FedEx CEO Fred Smith is one of the most passionate speakers on this topic. He led the effort to grant China entry into the World Trade Organization, and his company has invested heavily in the Asian giant. But at a Fortune dinner in New York in March, Smith didn’t pull his punches:
“The reality is that China, over the last 10 or 15 years, has been very mercantilist, very protectionist, has engaged in forced technology transfer, and has at least acquiesced, if not actively promoted cyber espionage. Those things need to change.”
Could tough trade action by the U.S. force such change? It helps that the policy is headed by Bob Lighthizer, one of the few senior Trump aides with deep government experience. He’s well-versed in the use of Section 301 of the trade act, which allows for retaliation against unfair trade practices without authorization from the WTO. It also helps that China is developing more cutting edge technology of its own, giving it a greater interest in protecting intellectual property worldwide. Most China watchers are looking to the aftermath of the twice-a-decade party Congress this fall for clearer indications of Xi Jinping’s direction on economic reforms. (Promotion alert: that’s why the timing of the Fortune Global Forum in Guangzhou—Dec. 6-8—is so propitious. Details here.)
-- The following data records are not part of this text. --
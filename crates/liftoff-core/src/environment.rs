use crate::context::{Context, EnvironmentView};
use crate::provision::{self, now, Unit};
use crate::CoreError;
use liftoff_schema::{
    validate_name, EnvName, EnvironmentRecord, EnvironmentStatus, EnvironmentType, Inputs, Lock,
    LockKey, LockToken, OperationType, ProviderConfig, RecordKey,
};
use std::sync::Arc;
use tracing::{info, warn};

/// Register an environment and provision its environment-level product,
/// if the catalog declares one for the provider.
///
/// Re-running against a `failed` or `creating` environment retries;
/// a `ready` one is `EnvironmentExists`.
pub async fn create_environment(
    ctx: &Arc<Context>,
    name: &EnvName,
    env_type: EnvironmentType,
    provider_config: ProviderConfig,
) -> Result<EnvironmentRecord, CoreError> {
    validate_name("environment", name)?;
    let key = RecordKey::environment(ctx.project(), name);
    let guard = ctx
        .locks()
        .acquire_guard(&key.lock_key(), OperationType::CreateEnvironment)
        .await?;
    let result = create_locked(ctx, name, &key, env_type, provider_config, guard.token()).await;
    if let Err(e) = guard.release().await {
        warn!(environment = %name, error = %e, "failed to release environment lock");
    }
    result
}

async fn create_locked(
    ctx: &Arc<Context>,
    name: &EnvName,
    key: &RecordKey,
    env_type: EnvironmentType,
    provider_config: ProviderConfig,
    token: &LockToken,
) -> Result<EnvironmentRecord, CoreError> {
    let store = ctx.store();
    let existing: Option<EnvironmentRecord> = store.get(key).await?;
    if existing
        .as_ref()
        .is_some_and(|e| e.status == EnvironmentStatus::Ready)
    {
        return Err(CoreError::EnvironmentExists(name.to_string()));
    }
    let stamp = now();
    let mut record = EnvironmentRecord {
        env_type,
        provider_config,
        status: EnvironmentStatus::Creating,
        created_at: existing.map_or_else(|| stamp.clone(), |e| e.created_at),
        updated_at: stamp,
    };
    record = store.save(key, &record, token).await?;

    let catalog = &ctx.config().products;
    if let Some((product_name, product)) = catalog.environment_product(record.provider_config.provider) {
        let run = ctx.begin_run();
        let env = EnvironmentView {
            project: ctx.project().clone(),
            name: name.clone(),
            record: record.clone(),
        };
        let sink = run.open_log("environment");
        let inputs = Inputs::new();
        let unit = Unit {
            key,
            product_name,
            product,
            inputs: &inputs,
            depends_on: &[],
        };
        if let Err(e) = provision::provision_unit(&run, &env, &unit, token, sink.as_ref()).await {
            record.status = EnvironmentStatus::Failed;
            if let Err(save) = store.save(key, &record, token).await {
                warn!(environment = %name, error = %save, "failed to record environment failure");
            }
            return Err(e);
        }
    }

    record.status = EnvironmentStatus::Ready;
    let record = store.save(key, &record, token).await?;
    info!(
        environment = %name,
        provider = %record.provider_config.provider,
        account = %record.provider_config.account_id,
        "environment ready"
    );
    Ok(record)
}

/// Remove an environment. Refused while any resource or service record
/// remains in it.
pub async fn delete_environment(ctx: &Arc<Context>, name: &EnvName) -> Result<(), CoreError> {
    ctx.environment(name).await?;
    let key = RecordKey::environment(ctx.project(), name);
    let guard = ctx
        .locks()
        .acquire_guard(&key.lock_key(), OperationType::DeleteEnvironment)
        .await?;
    let result = delete_locked(ctx, name, &key, guard.token()).await;
    if let Err(e) = guard.release().await {
        warn!(environment = %name, error = %e, "failed to release environment lock");
    }
    result
}

async fn delete_locked(
    ctx: &Arc<Context>,
    name: &EnvName,
    key: &RecordKey,
    token: &LockToken,
) -> Result<(), CoreError> {
    // Read under the lock; the record may have moved since the caller looked.
    let mut env = ctx.environment(name).await?;
    let store = ctx.store();
    let resources = store.list_resources(&env.project, &env.name).await?;
    let services = store.list_services(&env.project, &env.name).await?;
    if !resources.is_empty() || !services.is_empty() {
        return Err(CoreError::EnvironmentNotEmpty {
            environment: env.name.to_string(),
            resources: resources.into_iter().map(|r| r.name).collect(),
            services: services.into_iter().map(|s| s.name).collect(),
        });
    }

    let catalog = &ctx.config().products;
    if let Some((product_name, product)) = catalog.environment_product(env.provider()) {
        let run = ctx.begin_run();
        let sink = run.open_log("environment");
        let inputs = Inputs::new();
        let unit = Unit {
            key,
            product_name,
            product,
            inputs: &inputs,
            depends_on: &[],
        };
        if let Err(e) = provision::teardown(&run, &env, &unit, token, sink.as_ref()).await {
            env.record.status = EnvironmentStatus::Failed;
            if let Err(save) = store.save(key, &env.record, token).await {
                warn!(environment = %env.name, error = %save, "failed to record environment failure");
            }
            return Err(e);
        }
    }

    store.delete(key, token).await?;
    info!(environment = %env.name, "environment deleted");
    Ok(())
}

/// Destroy one resource. Refused while other units reference it.
pub async fn destroy_resource(
    ctx: &Arc<Context>,
    environment: &EnvName,
    resource: &str,
) -> Result<(), CoreError> {
    let env = ctx.environment(environment).await?;
    let run = ctx.begin_run();
    provision::destroy(&run, &env, resource).await
}

/// Remove whatever lock is held on `key`, returning it for the audit trail.
pub async fn force_unlock(ctx: &Context, key: &LockKey) -> Result<Option<Lock>, CoreError> {
    Ok(ctx.locks().force_release(key).await?)
}
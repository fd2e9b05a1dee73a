use crate::build::{authorize, login, BuildMode};
use crate::context::{EnvironmentView, Run};
use crate::retry::{poll_until, retry, PollPolicy};
use crate::CoreError;
use liftoff_runtime::LogSink;
use liftoff_schema::{ArtifactRef, DeploymentId, RecordKey, ServiceRecord};
use tracing::info;

/// The artifact `service` released in `from` as `from_deployment_id`.
pub async fn source_artifact(
    run: &Run,
    from: &EnvironmentView,
    service: &str,
    from_deployment_id: Option<DeploymentId>,
) -> Result<ArtifactRef, CoreError> {
    let record: Option<ServiceRecord> = run
        .ctx()
        .store()
        .get(&RecordKey::service(&from.project, &from.name, service))
        .await?;
    let live = record
        .as_ref()
        .and_then(ServiceRecord::live_version)
        .filter(|live| from_deployment_id.map_or(true, |id| id == live.deployment_id));
    live.map(|live| live.artifact)
        .ok_or_else(|| CoreError::ArtifactNotFound {
            service: service.to_owned(),
            environment: from.name.to_string(),
        })
}

/// Copy the image `service` runs in `from` (deployment `from_deployment_id`)
/// to `target_repository` in `to`, tagged `to_deployment_id`.
///
/// Credentials for both registries are checked first. The copy must keep
/// the digest; anything else is `ArtifactMismatch`.
#[allow(clippy::too_many_arguments)]
pub async fn promote(
    run: &Run,
    from: &EnvironmentView,
    to: &EnvironmentView,
    service: &str,
    from_deployment_id: Option<DeploymentId>,
    to_deployment_id: DeploymentId,
    target_repository: &str,
    mode: BuildMode,
    sink: &dyn LogSink,
) -> Result<ArtifactRef, CoreError> {
    let source = source_artifact(run, from, service, from_deployment_id).await?;
    let from_providers = run.ctx().bindings().provider(from.provider())?;
    let to_providers = run.ctx().bindings().provider(to.provider())?;
    let tag = to_deployment_id.to_string();
    info!(
        service,
        from = %from.name,
        to = %to.name,
        digest = %source.digest,
        mode = %mode,
        "promoting"
    );
    sink.line(&format!("promoting {} to {target_repository}:{tag}", source.pinned()));

    let digest = match mode {
        BuildMode::Remote => {
            from_providers
                .registry
                .credentials(&source.repository)
                .await
                .map_err(authorize)?;
            to_providers
                .registry
                .credentials(target_repository)
                .await
                .map_err(authorize)?;
            let policy = PollPolicy::for_builds(run.ctx().settings());
            let operation = retry("image copy", &policy, run.cancel(), || {
                to_providers.registry.copy(&source, target_repository, &tag)
            })
            .await
            .map_err(lift_unauthorized)?;
            poll_until(
                &format!("copy of {service}"),
                &policy,
                run.cancel(),
                || to_providers.registry.copy_status(&operation),
            )
            .await?
        }
        BuildMode::Local => {
            login(run, from_providers, &source.repository, sink).await?;
            login(run, to_providers, target_repository, sink).await?;
            let containers = &run.ctx().bindings().containers;
            let pinned = source.pinned();
            let target = format!("{target_repository}:{tag}");
            containers.pull(&pinned, sink).await?;
            containers.tag(&pinned, &target, sink).await?;
            containers.push(&target, sink).await?
        }
    };

    if digest != source.digest {
        return Err(CoreError::ArtifactMismatch {
            service: service.to_owned(),
            expected: source.digest,
            actual: digest,
        });
    }
    Ok(ArtifactRef {
        repository: target_repository.to_owned(),
        tag,
        digest,
    })
}

fn lift_unauthorized(e: CoreError) -> CoreError {
    match e {
        CoreError::Runtime(e) => authorize(e),
        other => other,
    }
}
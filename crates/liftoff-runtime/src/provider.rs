use crate::RuntimeError;
use async_trait::async_trait;
use liftoff_schema::{ArtifactRef, DeploymentId};
use std::collections::BTreeMap;
use std::fmt;

/// State of a long-running provider operation, as seen by one poll.
#[derive(Debug, Clone, PartialEq, Eq)]
pub enum OperationStatus<T> {
    Pending { detail: Option<String> },
    Done(T),
    Failed {
        reason: String,
        log_url: Option<String>,
    },
}

impl<T> OperationStatus<T> {
    pub fn pending() -> Self {
        OperationStatus::Pending { detail: None }
    }

    pub fn is_terminal(&self) -> bool {
        !matches!(self, OperationStatus::Pending { .. })
    }
}

#[derive(Clone, PartialEq, Eq)]
pub struct RegistryCredentials {
    pub username: String,
    pub password: String,
}

impl RegistryCredentials {
    pub fn new(username: &str, password: &str) -> Self {
        Self {
            username: username.to_owned(),
            password: password.to_owned(),
        }
    }
}

impl fmt::Debug for RegistryCredentials {
    fn fmt(&self, f: &mut fmt::Formatter<'_>) -> fmt::Result {
        f.debug_struct("RegistryCredentials")
            .field("username", &self.username)
            .field("password", &"<redacted>")
            .finish()
    }
}

#[async_trait]
pub trait SourceStaging: Send + Sync {
    /// Store `data` at `object` in `bucket`; returns the provider URI.
    async fn upload(&self, bucket: &str, object: &str, data: Vec<u8>) -> Result<String, RuntimeError>;
}

/// A managed container build.
#[derive(Debug, Clone, PartialEq, Eq)]
pub struct BuildJob {
    pub source_uri: String,
    pub dockerfile: String,
    /// Every `repo:tag` the job pushes.
    pub images: Vec<String>,
    pub cache_from: Option<String>,
    pub region: String,
    pub identity: String,
}

#[async_trait]
pub trait BuildService: Send + Sync {
    /// Start the job; returns its id.
    async fn submit(&self, job: &BuildJob) -> Result<String, RuntimeError>;

    /// `Done` carries the pushed image digest.
    async fn status(&self, job_id: &str) -> Result<OperationStatus<String>, RuntimeError>;
}

#[async_trait]
pub trait ArtifactRegistry: Send + Sync {
    /// Push/pull credentials for `repository`. Callers must treat a refusal
    /// as [`RuntimeError::Unauthorized`], never as "nothing to do".
    async fn credentials(&self, repository: &str) -> Result<RegistryCredentials, RuntimeError>;

    /// Digest currently behind `repository:tag`, if the tag exists.
    async fn resolve(&self, repository: &str, tag: &str) -> Result<Option<String>, RuntimeError>;

    /// Start a server-side copy of `source` to `target_repository:target_tag`;
    /// returns an operation id for [`copy_status`](Self::copy_status).
    async fn copy(
        &self,
        source: &ArtifactRef,
        target_repository: &str,
        target_tag: &str,
    ) -> Result<String, RuntimeError>;

    /// `Done` carries the digest of the copied image.
    async fn copy_status(&self, operation: &str) -> Result<OperationStatus<String>, RuntimeError>;
}

/// Moving a service's live pointer to a new image.
#[derive(Debug, Clone, PartialEq)]
pub struct ReleaseRequest {
    /// The `release_target` output of the service's infrastructure.
    pub target: String,
    /// Digest-pinned image reference.
    pub image: String,
    pub deployment_id: DeploymentId,
    pub region: String,
    pub identity: String,
    /// Resolved service inputs passed to the workload (environment, flags).
    pub inputs: BTreeMap<String, String>,
}

#[async_trait]
pub trait ReleaseTarget: Send + Sync {
    /// Update the pointer; returns the revision that now receives traffic.
    async fn update(&self, request: &ReleaseRequest) -> Result<String, RuntimeError>;

    /// `Done` carries the service URL once the revision is healthy.
    async fn readiness(&self, target: &str, revision: &str) -> Result<OperationStatus<String>, RuntimeError>;
}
In the meantime, trade negotiations inevitably have become tied up with the showdown over North Korea. The Trump administration insists there is no connection between the two. But it’s not a coincidence that the administration’s trade briefing for reporters Saturday followed the president’s phone conversation with Xi Friday night.
More news below, including Elon Musk saying AI is a “vastly” greater risk than North Korea. Really, Elon?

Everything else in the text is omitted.